▶ [AIM OF THE TASK]:
The complete set of records below must be repeated precisely as given.

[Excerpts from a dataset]
::::::::
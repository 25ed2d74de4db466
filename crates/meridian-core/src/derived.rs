//! # Derived Values
//!
//! The single source of truth for the two values this system derives from
//! other rows: an order's total and an invoice's settlement status.
//!
//! ## Why One Function Each?
//! ```text
//! ┌─────────────────────────────────────────────────────────────────────────┐
//! │  Order.total_cents and Invoice.status are DENORMALIZED: they live in   │
//! │  a column but are fully determined by other rows.                       │
//! │                                                                         │
//! │  Every mutation path that can change the inputs calls the ONE           │
//! │  function here and writes its result back in the same transaction:      │
//! │                                                                         │
//! │    create order ─┐                        add payment ─┐                │
//! │    add item     ─┼─► order_total()        update pay  ─┼─► derive_     │
//! │    update item  ─┤                        remove pay  ─┤   invoice_    │
//! │    remove item  ─┘                        refresh     ─┘   status()    │
//! │                                                                         │
//! │  Duplicate re-implementations at call sites are how derived columns     │
//! │  drift; there are none.                                                 │
//! └─────────────────────────────────────────────────────────────────────────┘
//! ```

use chrono::NaiveDate;

use crate::money::Money;
use crate::types::InvoiceStatus;

// =============================================================================
// Order Total
// =============================================================================

/// Sums line-item subtotals into an order total.
///
/// Takes any iterator of subtotals so the same function serves both drafts
/// (`NewOrderItem::subtotal`) and persisted items (`OrderItem::subtotal`).
///
/// ## Example
/// ```rust
/// use meridian_core::money::Money;
/// use meridian_core::derived::order_total;
///
/// // 3 × $10.00 + 1 × $25.00 = $55.00
/// let subtotals = [Money::from_cents(3000), Money::from_cents(2500)];
/// assert_eq!(order_total(subtotals), Money::from_cents(5500));
/// ```
pub fn order_total<I>(subtotals: I) -> Money
where
    I: IntoIterator<Item = Money>,
{
    subtotals
        .into_iter()
        .fold(Money::zero(), |total, subtotal| total + subtotal)
}

// =============================================================================
// Invoice Status
// =============================================================================

/// Derives an invoice's settlement status from the payment sum, the due
/// date, and the current date.
///
/// ## Transition Rule (evaluated in this order)
/// ```text
/// 1. total_paid >= amount          → Paid
/// 2. else if today > due_on        → Overdue
/// 3. else                          → Issued
/// ```
///
/// `Cancelled` is never returned: it is a terminal status set only by the
/// explicit cancel operation, and callers must not invoke this derivation
/// for a cancelled invoice.
///
/// ## Example
/// ```rust
/// use chrono::NaiveDate;
/// use meridian_core::money::Money;
/// use meridian_core::derived::derive_invoice_status;
/// use meridian_core::types::InvoiceStatus;
///
/// let due = NaiveDate::from_ymd_opt(2025, 1, 1).unwrap();
/// let today = NaiveDate::from_ymd_opt(2025, 2, 1).unwrap();
///
/// let status = derive_invoice_status(
///     Money::from_cents(10_000), // $100.00 billed
///     Money::from_cents(6_000),  // $60.00 received
///     due,
///     today,
/// );
/// assert_eq!(status, InvoiceStatus::Overdue);
/// ```
pub fn derive_invoice_status(
    amount: Money,
    total_paid: Money,
    due_on: NaiveDate,
    today: NaiveDate,
) -> InvoiceStatus {
    if total_paid >= amount {
        InvoiceStatus::Paid
    } else if today > due_on {
        InvoiceStatus::Overdue
    } else {
        InvoiceStatus::Issued
    }
}

// =============================================================================
// Unit Tests
// =============================================================================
::::::::
▶ [ANSWER TO THE EXERCISE]:
repository 25ed2d74de4db466
filename crates/meridian-core/src/derived.rs
//! # Derived Values
//!
//! The single source of truth for the two values this system derives from
//! other rows: an order's total and an invoice's settlement status.
//!
//! ## Why One Function Each?
//! ```text
//! ┌─────────────────────────────────────────────────────────────────────────┐
//! │  Order.total_cents and Invoice.status are DENORMALIZED: they live in   │
//! │  a column but are fully determined by other rows.                       │
//! │                                                                         │
//! │  Every mutation path that can change the inputs calls the ONE           │
//! │  function here and writes its result back in the same transaction:      │
//! │                                                                         │
//! │    create order ─┐                        add payment ─┐                │
//! │    add item     ─┼─► order_total()        update pay  ─┼─► derive_     │
//! │    update item  ─┤                        remove pay  ─┤   invoice_    │
//! │    remove item  ─┘                        refresh     ─┘   status()    │
//! │                                                                         │
//! │  Duplicate re-implementations at call sites are how derived columns     │
//! │  drift; there are none.                                                 │
//! └─────────────────────────────────────────────────────────────────────────┘
//! ```

use chrono::NaiveDate;

use crate::money::Money;
use crate::types::InvoiceStatus;

// =============================================================================
// Order Total
// =============================================================================

/// Sums line-item subtotals into an order total.
///
/// Takes any iterator of subtotals so the same function serves both drafts
/// (`NewOrderItem::subtotal`) and persisted items (`OrderItem::subtotal`).
///
/// ## Example
/// ```rust
/// use meridian_core::money::Money;
/// use meridian_core::derived::order_total;
///
/// // 3 × $10.00 + 1 × $25.00 = $55.00
/// let subtotals = [Money::from_cents(3000), Money::from_cents(2500)];
/// assert_eq!(order_total(subtotals), Money::from_cents(5500));
/// ```
pub fn order_total<I>(subtotals: I) -> Money
where
    I: IntoIterator<Item = Money>,
{
    subtotals
        .into_iter()
        .fold(Money::zero(), |total, subtotal| total + subtotal)
}

// =============================================================================
// Invoice Status
// =============================================================================

/// Derives an invoice's settlement status from the payment sum, the due
/// date, and the current date.
///
/// ## Transition Rule (evaluated in this order)
/// ```text
/// 1. total_paid >= amount          → Paid
/// 2. else if today > due_on        → Overdue
/// 3. else                          → Issued
/// ```
///
/// `Cancelled` is never returned: it is a terminal status set only by the
/// explicit cancel operation, and callers must not invoke this derivation
/// for a cancelled invoice.
///
/// ## Example
/// ```rust
/// use chrono::NaiveDate;
/// use meridian_core::money::Money;
/// use meridian_core::derived::derive_invoice_status;
/// use meridian_core::types::InvoiceStatus;
///
/// let due = NaiveDate::from_ymd_opt(2025, 1, 1).unwrap();
/// let today = NaiveDate::from_ymd_opt(2025, 2, 1).unwrap();
///
/// let status = derive_invoice_status(
///     Money::from_cents(10_000), // $100.00 billed
///     Money::from_cents(6_000),  // $60.00 received
///     due,
///     today,
/// );
/// assert_eq!(status, InvoiceStatus::Overdue);
/// ```
pub fn derive_invoice_status(
    amount: Money,
    total_paid: Money,
    due_on: NaiveDate,
    today: NaiveDate,
) -> InvoiceStatus {
    if total_paid >= amount {
        InvoiceStatus::Paid
    } else if today > due_on {
        InvoiceStatus::Overdue
    } else {
        InvoiceStatus::Issued
    }
}

// =============================================================================
// Unit Tests
// =============================================================================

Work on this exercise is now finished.